Hassloch RHEINPFALZ Plus Artikel Handball: Frauen der TSG Haßloch kontern zum nächsten Sieg

Rechtsaußen Flora Schilling steuerte sechs Tore zum TSG-Sieg bei.
Rechtsaußen Flora Schilling steuerte sechs Tore zum TSG-Sieg bei.

Die Pfalzliga-Handballerinnen der TSG Haßloch feierten erneut einen Heimsieg mit über 40 Treffern im TSG-Sportzentrum. Dabei mussten sie früh ohne ihre Torfrau Antje Wilde auskommen. Ihr Ersatz zeigte gute Paraden.

Mit 43:15 (18:8) schickte die Mannschaft von Trainer Peter Motz die FSG Neuhofen/Waldsee nach Hause. Doch nicht immer klappte alles.

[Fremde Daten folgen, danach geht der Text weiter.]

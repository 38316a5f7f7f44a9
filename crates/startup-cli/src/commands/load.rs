//! Load command implementation.

use crate::cli::LoadArgs;
use crate::error::Result;
use crate::output::Formatter;
use startup_store::{read_companies_file, LoadReport, SqliteStore};
use tracing::info;

/// Execute the load command.
pub fn execute_load(args: LoadArgs, formatter: &Formatter) -> Result<()> {
    let report = load_file(&args)?;
    println!("{}", formatter.load_report(&report));
    Ok(())
}

fn load_file(args: &LoadArgs) -> Result<LoadReport> {
    let companies = read_companies_file(&args.file)?;
    info!(
        count = companies.len(),
        "Loading {} into {}",
        args.file.display(),
        args.database.display()
    );

    let mut store = SqliteStore::new(&args.database)?;
    Ok(store.load_companies(&companies)?)
}
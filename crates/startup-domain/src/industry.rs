//! Industry catalog used to steer generation

use serde::{Deserialize, Serialize};

/// One of the fixed industries companies are generated for
#[derive(Debug, Clone, Copy, PartialEq, Eq, Hash, Serialize, Deserialize)]
pub enum Industry {
    /// Payments, banking, investment
    FinTech,
    /// Telemedicine, monitoring, medical software
    HealthTech,
    /// Online learning and training
    EdTech,
    /// Online retail and marketplaces
    #[serde(rename = "E-commerce")]
    ECommerce,
    /// Business software as a service
    SaaS,
}

/// Prompt hints for an industry
#[derive(Debug, Clone, Copy, PartialEq, Eq)]
pub struct IndustryProfile {
    /// What companies in this industry work on
    pub focus: &'static str,
    /// Example product categories
    pub products: &'static [&'static str],
}

impl Industry {
    /// The full catalog, each entry equally likely to be picked
    pub const ALL: [Industry; 5] = [
        Industry::FinTech,
        Industry::HealthTech,
        Industry::EdTech,
        Industry::ECommerce,
        Industry::SaaS,
    ];

    /// Display and storage label
    pub fn as_str(&self) -> &'static str {
        match self {
            Industry::FinTech => "FinTech",
            Industry::HealthTech => "HealthTech",
            Industry::EdTech => "EdTech",
            Industry::ECommerce => "E-commerce",
            Industry::SaaS => "SaaS",
        }
    }

    /// Parse a catalog label
    pub fn parse(s: &str) -> Option<Self> {
        Self::ALL.into_iter().find(|i| i.as_str() == s)
    }

    /// Prompt hints for this industry
    pub fn profile(&self) -> IndustryProfile {
        match self {
            Industry::FinTech => IndustryProfile {
                focus: "financial technology, payments, banking, investment",
                products: &[
                    "payment platforms",
                    "investment tools",
                    "financial analytics",
                    "crypto solutions",
                ],
            },
            Industry::HealthTech => IndustryProfile {
                focus: "healthcare technology, telemedicine, health monitoring, medical software",
                products: &[
                    "telemedicine platforms",
                    "health trackers",
                    "medical records systems",
                    "AI diagnostics",
                ],
            },
            Industry::EdTech => IndustryProfile {
                focus: "educational technology, online learning, student management, skills training",
                products: &[
                    "learning platforms",
                    "course management",
                    "assessment tools",
                    "skills training",
                ],
            },
            Industry::ECommerce => IndustryProfile {
                focus: "online retail, marketplace, shopping platforms, delivery services",
                products: &[
                    "marketplace platforms",
                    "inventory management",
                    "logistics solutions",
                    "customer analytics",
                ],
            },
            Industry::SaaS => IndustryProfile {
                focus: "software as a service, business tools, productivity, automation",
                products: &[
                    "project management",
                    "CRM systems",
                    "automation tools",
                    "collaboration platforms",
                ],
            },
        }
    }
}

impl std::fmt::Display for Industry {
    fn fmt(&self, f: &mut std::fmt::Formatter<'_>) -> std::fmt::Result {
        f.write_str(self.as_str())
    }
}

Schrittfehler, Fehlwürfe und auch ein paar Fehlpässe sowie Fangfehler gab es auf TSG-Seite. „Wir wollen zu schnell zu viel“, meinte Peter Motz später. „Es ist auch sehr verlockend, weil wir immer mit hohem Tempo kommen.“ Manchmal sei aber auch Geduld gefragt.

Rote Karte für Wilde

Und dann musste der Gastgeber ab der elften Minuten auch noch auf seine Torfrau Antje Wilde verzichten. Bei einem Gästekonter eilte sie aus dem Torraum heraus, um den Ball abzufangen. Dabei prallte sie mit einer Gästespielerin zusammen. Schiedsrichter Andreas Tigl zeigte ihr die Rote Karte. „Legitim“, meinte Motz dazu. „Der Torwart darf außerhalb der sechs Meter keinen Gegenspieler berühren.“ So kam Leonie Kripp zu ihrem Einsatz im Tor. „Ich war am Anfang total nervös“, verriet die 23-Jährige später. Im vergangenen Jahr war dem Rechtsaußen ein Kreuzband gerissen. Peter Motz habe sie später gefragt, ob sie sich vorstellen könne, ins Tor zu gehen.

Sie wagte es, obwohl sie nur 1,61 Meter groß ist. Beim Kicken in der Freizeit habe sie nur mal das Tor gehütet, erzählte sie. Jetzt gegen die FSG parierte sie den Wurf von Linksaußen Chantalita Akinyi (34.), aus der Rückraum-Mitte von Nadine Fischer (42.) ebenso wie Würfe der Linkshänderin Lena Bringsken (53., 56., 59.). Der Einsatz von Kripp sei „so nicht geplant gewesen – aber Leonie hat’s super gemacht“, sagte Motz.

Aufmerksame Abwehr

Vor allem war die TSG-Abwehr Garant für den klaren Sieg – meist agierte Lucie Krein vor der Defensive und drängte den Gast zu Fehlern. Ein ums andere Mal eroberten die Haßlocherinnen hier den Ball und konterten zum nächsten Tor. Alleine nach der Pause gelangen der TSG so zehn Treffer gegen einen Gast, dem immer öfter Fehler unterliefen. Spektakulär das letzte Tor: Fast von der Torauslinie aus überlistete Linksaußen Nathalie Jakob Torfrau Carolin Claus mit einem Heber und erntete dafür viel Applaus.

So spielten sie

TSG Haßloch: Wilde, Kripp (ab 11.); Flora Schilling (6), Jakob (9); Glaser (8), Krein (8/3); Spieß (2); Lena Motz (4), Lisa Motz (5), Marlena Schilling (1).

Spielfilm: 2:2 (5.), 7:2 (10.), 13:3 (19.), 18:8 (30.), 21:9 (34.), 38:13 (56.), 43:15 (60.). Beste Spielerinnen: Kripp, Jakob, Flora Schilling – Claus, Bringsken; Siebenmeter: 3/3 - 2/1; Zeitstrafen: 2/1; Rote Karte: Wilde (11.); Zuschauer: 50. Schiedsrichter: Tigl (TG Oggersheim).